SUPPLIED INFORMATION:
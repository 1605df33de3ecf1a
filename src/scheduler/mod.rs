//! Task Scheduler Module
//!
//! Drives the node's recurring work: the daily index run, the announce cycle
//! and the heartbeat sweep, each on its own schedule, plus one immediate run
//! of each at startup so a fresh node is useful right away.
//!
//! ## Submodules
//! - **`registry`**: maps job names to async closures.
//! - **`scheduler`**: the single-threaded polling loop.
//! - **`types`**: schedules and next-run arithmetic.

pub mod registry;
pub mod scheduler;
pub mod types;

pub use registry::JobRegistry;
pub use scheduler::Scheduler;
pub use types::Schedule;
use crate::catalog::{CatalogEntry, SearchMode, SearchQuery};
use crate::config::Protocol;
use crate::membership::types::PeerId;

use chrono::{DateTime, Utc};
use serde::{Deserialize, Serialize};

/// Category value meaning "no category filter".
pub const CATEGORY_ALL: &str = "all";

pub const ENDPOINT_LOCAL_SEARCH: &str = "/localsearch";
pub const ENDPOINT_GLOBAL_SEARCH: &str = "/global_search";
pub const ENDPOINT_JSON_GLOBAL_SEARCH: &str = "/json/global_search";
pub const ENDPOINT_HASH_SEARCH: &str = "/json/hash_search/:fingerprint";

/// A catalog entry as seen by a searcher, tagged with the node that holds it.
#[derive(Debug, Clone, PartialEq, Eq, Serialize, Deserialize)]
pub struct SearchResult {
    pub name: String,
    pub path: String,
    pub fingerprint: String,
    pub size: u64,
    pub category: String,
    #[serde(default)]
    pub popularity: u64,
    #[serde(default)]
    pub indexed_at: Option<DateTime<Utc>>,
    #[serde(default)]
    pub origin_peer: PeerId,
    #[serde(default)]
    pub download_uri: String,
}

impl SearchResult {
    pub fn from_entry(entry: CatalogEntry, origin_peer: &str, protocol: Protocol) -> Self {
        let download_uri = download_uri(protocol, origin_peer, &entry.fingerprint);
        Self {
            name: entry.name,
            path: entry.path,
            fingerprint: entry.fingerprint,
            size: entry.size,
            category: entry.category,
            popularity: entry.popularity,
            indexed_at: Some(entry.indexed_at),
            origin_peer: origin_peer.to_string(),
            download_uri,
        }
    }
}

pub fn download_uri(protocol: Protocol, peer: &str, fingerprint: &str) -> String {
    format!("{}://{}/download/{}", protocol, peer, fingerprint)
}

/// Body of `POST /localsearch`, also what the coordinator sends to each peer.
#[derive(Debug, Clone, Serialize, Deserialize)]
pub struct LocalSearchRequest {
    pub search_term: String,
    #[serde(default)]
    pub search_type: SearchMode,
    #[serde(default, skip_serializing_if = "Option::is_none")]
    pub category: Option<String>,
}

impl From<&SearchQuery> for LocalSearchRequest {
    fn from(query: &SearchQuery) -> Self {
        Self {
            search_term: query.term.clone(),
            search_type: query.mode,
            category: query.category.clone(),
        }
    }
}

impl From<LocalSearchRequest> for SearchQuery {
    fn from(req: LocalSearchRequest) -> Self {
        SearchQuery {
            term: req.search_term,
            mode: req.search_type,
            category: normalize_category(req.category),
        }
    }
}

/// Fields of the global search form and of its JSON twin.
#[derive(Debug, Clone, Default, Serialize, Deserialize)]
pub struct GlobalSearchForm {
    #[serde(default)]
    pub query: String,
    #[serde(default)]
    pub category: Option<String>,
}

impl From<GlobalSearchForm> for SearchQuery {
    fn from(form: GlobalSearchForm) -> Self {
        SearchQuery {
            term: form.query,
            mode: SearchMode::Name,
            category: normalize_category(form.category),
        }
    }
}

/// Drops blank and `"all"` categories.
pub fn normalize_category(category: Option<String>) -> Option<String> {
    category.filter(|c| {
        let c = c.trim();
        !c.is_empty() && !c.eq_ignore_ascii_case(CATEGORY_ALL)
    })
}
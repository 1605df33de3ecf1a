//! Peer Protocol Definitions
//!
//! JSON bodies exchanged between nodes for announcing, replying to
//! announces and liveness probing. Constants are the endpoint paths.

use super::types::PeerId;
use serde::{Deserialize, Serialize};

pub const ENDPOINT_ANNOUNCE: &str = "/announce";
pub const ENDPOINT_ANNOUNCE_REPLY: &str = "/announce/reply";
pub const ENDPOINT_HEARTBEAT: &str = "/heartbeat";
pub const ENDPOINT_NODES: &str = "/json/nodes";

/// Substring a heartbeat body must contain for the peer to count as alive.
pub const LIVENESS_MARKER: &str = "heartbeat";

/// Peer calls are plain HTTP; the TLS flag only shapes download URIs.
pub const PEER_SCHEME: &str = "http";

#[derive(Debug, Clone, Serialize, Deserialize)]
pub struct AnnounceRequest {
    pub node_id: PeerId,
    #[serde(default)]
    pub known_nodes: Vec<PeerId>,
    /// Where the receiver should push its merged peer list afterwards.
    #[serde(default, skip_serializing_if = "Option::is_none")]
    pub response_url: Option<String>,
}

#[derive(Debug, Clone, Default, Serialize, Deserialize)]
pub struct AnnounceResponse {
    #[serde(default)]
    pub known_nodes: Vec<PeerId>,
}

/// Body of the asynchronous push sent to an announcer's `response_url`.
#[derive(Debug, Clone, Default, Serialize, Deserialize)]
pub struct KnownNodesPush {
    #[serde(default)]
    pub known_nodes: Vec<PeerId>,
}

#[derive(Debug, Clone, Serialize, Deserialize)]
pub struct HeartbeatResponse {
    pub status: String,
    pub heartbeat: PeerId,
}

pub fn peer_url(peer: &str, endpoint: &str) -> String {
    format!("{}://{}{}", PEER_SCHEME, peer, endpoint)
}
use serde::{Deserialize, Serialize};
use std::collections::BTreeSet;

/// A node's address as `host:port`. Compared as an exact string.
pub type PeerId = String;

/// The two peer sets owned by [`MembershipService`](super::service::MembershipService).
///
/// Both live behind one lock so readers never observe half of an update.
/// `announced` may still name peers the failure detector already evicted
/// from `known`; those entries only suppress re-announcing this cycle.
#[derive(Debug, Default)]
pub(crate) struct MembershipState {
    pub known: BTreeSet<PeerId>,
    pub announced: BTreeSet<PeerId>,
}

/// Outcome of one announce cycle.
#[derive(Debug, Default, Clone, PartialEq, Eq, Serialize, Deserialize)]
pub struct AnnounceReport {
    /// Peers that accepted our announce, in the order they were contacted.
    pub announced: Vec<PeerId>,
    /// Peers that exhausted every retry. They stay known.
    pub failed: Vec<PeerId>,
    /// Peers learned from replies during the cycle.
    pub discovered: usize,
}
//! Periodic Job Runner
//!
//! Polls once per second and runs whichever jobs are due, one at a time.
//! Jobs may fan out internally, but two scheduled jobs never overlap.
//!
//! ## Lifecycle
//! 1. **Startup pass**: every job runs once, in the order it was added.
//! 2. **Loop**: due jobs run and are rescheduled from the time they finished.
//!
//! A failing job is logged and rescheduled like a successful one.

use super::registry::JobRegistry;
use super::types::Schedule;

use chrono::{DateTime, Local};
use std::sync::Arc;
use std::time::Duration;

const POLL_INTERVAL: Duration = Duration::from_secs(1);

struct ScheduledJob {
    name: String,
    schedule: Schedule,
    next_run: Option<DateTime<Local>>,
}

pub struct Scheduler {
    registry: Arc<JobRegistry>,
    jobs: Vec<ScheduledJob>,
}

impl Scheduler {
    pub fn new(registry: Arc<JobRegistry>) -> Self {
        Self {
            registry,
            jobs: Vec::new(),
        }
    }

    /// Schedules a registered job. Order of calls is the startup order.
    pub fn add_job(&mut self, name: &str, schedule: Schedule) {
        if !self.registry.has_job(name) {
            tracing::warn!("Scheduling job '{}' with no registered handler", name);
        }

        let next_run = schedule.next_after(Local::now());
        self.jobs.push(ScheduledJob {
            name: name.to_string(),
            schedule,
            next_run,
        });
    }

    pub fn next_run(&self, name: &str) -> Option<DateTime<Local>> {
        self.jobs
            .iter()
            .find(|job| job.name == name)
            .and_then(|job| job.next_run)
    }

    /// Runs every job once, in order, and schedules each one's next run.
    pub async fn run_startup(&mut self) -> Vec<String> {
        tracing::info!("Running startup pass over {} job(s)", self.jobs.len());

        let mut ran = Vec::with_capacity(self.jobs.len());
        for job in self.jobs.iter_mut() {
            run_job(&self.registry, &job.name).await;
            job.next_run = job.schedule.next_after(Local::now());
            log_next_run(job);
            ran.push(job.name.clone());
        }
        ran
    }

    /// Runs, in order, each job whose next run is at or before `now`.
    pub async fn run_due(&mut self, now: DateTime<Local>) -> Vec<String> {
        let mut ran = Vec::new();
        for job in self.jobs.iter_mut() {
            let due = job.next_run.is_some_and(|next| next <= now);
            if !due {
                continue;
            }

            run_job(&self.registry, &job.name).await;
            job.next_run = job.schedule.next_after(now.max(Local::now()));
            log_next_run(job);
            ran.push(job.name.clone());
        }
        ran
    }

    /// Polls forever.
    pub async fn run(mut self) {
        let mut interval = tokio::time::interval(POLL_INTERVAL);

        loop {
            interval.tick().await;
            self.run_due(Local::now()).await;
        }
    }
}

async fn run_job(registry: &JobRegistry, name: &str) {
    tracing::info!("Running job '{}'", name);
    match registry.execute(name).await {
        Ok(()) => tracing::info!("Job '{}' completed", name),
        Err(e) => tracing::error!("Job '{}' failed: {:#}", name, e),
    }
}

fn log_next_run(job: &ScheduledJob) {
    if let Some(next) = job.next_run {
        tracing::info!("Scheduled '{}' for {}", job.name, next.format("%Y-%m-%d %H:%M:%S"));
    }
}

YOUR INSTRUCTIONS: In the material above, how many lines hold the word "that"? Say only the number.

OUTPUT FOR THIS TASK: 3